The Temple has been the main focus of my research since 2001. Throughout the week of the festival, tens of thousands of “Burners” make offerings at the Temple. They write letters to the dead, create altars out of photos and mementos, read strangers’ messages, look at strangers’ photos of their beloved dead, meditate, weep, and pray. It’s a beautiful space that is burned to ashes in a sombre ritual involving thousands of Burners on the last night of Burning Man before everyone returns home. The Temple is certainly not a “religious” site in the traditional sense, as it is not connected to an institution or ancient tradition. However, it serves many of the functions of sacred spaces and collective rituals in other religious contexts.

[EDW] Your most recent book, For the Wild: Ritual and Commitment in Radical Eco-Activism, was published by the University of California Press in 2017. As you describe it in the book’s introduction, For the Wild is “a study of radical environmental and animal rights activism in late twentieth- and early twenty-first-century America.” At various points in the book you also highlight the presence of new religions like contemporary Paganism and ISKCON in that milieu. What set you on the path to conduct this project and how did you overcome any initial suspicion among activists?

[SMP] In the first decade of the twenty-first century, I began reading about activists who were being charged as “eco-terrorists” and were receiving severe prison sentences for actions that harmed no living beings. I wanted to find out what was behind the terrorism label and what motivated these young people to risk their freedom for trees and nonhuman animals. I wrote letters to prisoners since they had already been charged and sentenced and had less to lose by telling their stories. And fortunately for me, they wrote back. They were articulate, thoughtful, and their stories were compelling, belying their characterization in news headlines as crazy and dangerous. Some of them had political agendas (anti-capitalism), but most of them had spiritual motivations that included a deep love for the nonhuman world, a profound sense of compassion for the suffering of other beings, and a deep anger for the destructiveness of our culture.

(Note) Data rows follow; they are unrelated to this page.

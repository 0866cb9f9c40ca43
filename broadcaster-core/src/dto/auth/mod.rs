//! Token endpoint DTOs

use serde::{Deserialize, Serialize};

/// Successful response of the OAuth2 token endpoint
#[derive(Debug, Clone, Serialize, Deserialize)]
pub struct TokenResponse {
    pub access_token: String,
    #[serde(default)]
    pub token_type: String,
    /// Lifetime in seconds; absent means the token does not expire.
    #[serde(default)]
    pub expires_in: Option<i64>,
}
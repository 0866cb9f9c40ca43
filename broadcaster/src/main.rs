use std::sync::Arc;

use anyhow::{Context, Result};
use clap::Parser;
use tokio::net::TcpListener;
use tokio_util::sync::CancellationToken;
use tracing_subscriber::{layer::SubscriberExt, util::SubscriberInitExt};

use broadcaster::api::{self, AppState};
use broadcaster::config::{Cli, Command};
use broadcaster::metrics::{init_metrics, metrics_router};
use broadcaster::service::queue::HttpDispatcher;
use broadcaster::service::refresh::CacheRefresher;
use broadcaster::service::{RequestQueue, ResourceCache};
use broadcaster::supervisor::{Supervisor, watch_signals};
use broadcaster_client::Clusters;

#[tokio::main]
async fn main() -> Result<()> {
    let cli = Cli::parse();

    if let Some(Command::Version) = cli.command {
        println!("broadcaster {}", env!("CARGO_PKG_VERSION"));
        return Ok(());
    }
    let config = cli.config;

    // Initialize tracing
    let default_filter = if config.debug {
        "broadcaster=debug,broadcaster_client=debug,tower_http=debug"
    } else {
        "broadcaster=info,broadcaster_client=info,tower_http=info"
    };
    tracing_subscriber::registry()
        .with(
            tracing_subscriber::EnvFilter::try_from_default_env()
                .unwrap_or_else(|_| default_filter.into()),
        )
        .with(tracing_subscriber::fmt::layer())
        .init();

    config.validate().context("invalid configuration")?;

    tracing::info!(
        version = env!("CARGO_PKG_VERSION"),
        dry_run = config.debug,
        "Starting broadcaster..."
    );

    let clusters = Arc::new(
        Clusters::from_urls(&config.concourse_url).context("failed to set up concourse clients")?,
    );
    tracing::info!(?clusters, "configured clusters");

    let metrics_handle = init_metrics().context("failed to install metrics recorder")?;

    let filter = config.cache_filter();
    if filter != Default::default() {
        tracing::info!(?filter, "limiting resource cache");
    }
    let cache = Arc::new(ResourceCache::with_filter(filter));
    let dispatcher = Arc::new(HttpDispatcher::new(Arc::clone(&clusters), config.debug));
    let queue = Arc::new(RequestQueue::new(dispatcher, config.webhook_concurrency));

    let shutdown = CancellationToken::new();
    let app = api::create_router(AppState {
        cache: Arc::clone(&cache),
        queue: Arc::clone(&queue),
        shutdown: shutdown.clone(),
    });

    let ext_listener = TcpListener::bind(config.ext_listen_addr)
        .await
        .with_context(|| format!("failed to bind {}", config.ext_listen_addr))?;
    let int_listener = TcpListener::bind(config.int_listen_addr)
        .await
        .with_context(|| format!("failed to bind {}", config.int_listen_addr))?;

    tracing::info!("Listening for webhooks on {}", config.ext_listen_addr);
    tracing::info!("Serving metrics on {}", config.int_listen_addr);

    let mut supervisor = Supervisor::new(shutdown.clone());

    supervisor.spawn("signals", watch_signals(shutdown.clone()));

    let refresher = CacheRefresher::new(cache, clusters, config.refresh_interval);
    supervisor.spawn("cache", refresher.run(shutdown.clone()));

    supervisor.spawn("workqueue", queue.run(shutdown.clone()));

    let token = shutdown.clone();
    supervisor.spawn("webhook server", async move {
        if let Err(e) = axum::serve(ext_listener, app)
            .with_graceful_shutdown(token.cancelled_owned())
            .await
        {
            tracing::error!("webhook server failed: {}", e);
        }
    });

    let token = shutdown.clone();
    let metrics_app = metrics_router(metrics_handle);
    supervisor.spawn("metrics server", async move {
        if let Err(e) = axum::serve(int_listener, metrics_app)
            .with_graceful_shutdown(token.cancelled_owned())
            .await
        {
            tracing::error!("metrics server failed: {}", e);
        }
    });

    supervisor.run().await;
    tracing::info!("broadcaster stopped");

    Ok(())
}
//! Broadcaster Core
//!
//! Core types and pure logic for the webhook broadcaster.
//!
//! This crate contains:
//! - Domain types: pipelines, resources, dispatch items and change events
//! - DTOs: wire shapes of the upstream CI API
//! - Matching: repository identity normalization, source URI construction
//!   and changed-path filtering

pub mod domain;
pub mod dto;
pub mod matching;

To find out more about what was happening in activist communities, I attended their gatherings, which were open to anyone. At that time, between 2009–2016, there was a lot of paranoia, based on actual cases of FBI informants and undercover agents in their midst. My approach, which I also took in my earlier research with Pagans, who had their own fears around anonymity, was to hang out informally, participate in protests, and let these activists get to know me. Some activist event organizers asked me not to write about anything but my own experience, and I honored that. Others were grateful, once they had some trust in me, to have more accurate accounts of their intentions and commitments circulating in public.

[EDW] The past decade or so has seen a blossoming of research on the intersections between religion and environmentalism, a development that probably owes much to the efforts of Bron Taylor. What do you see as the prospects for this broader field of research, as well as its value in a period of escalating environmental devastation?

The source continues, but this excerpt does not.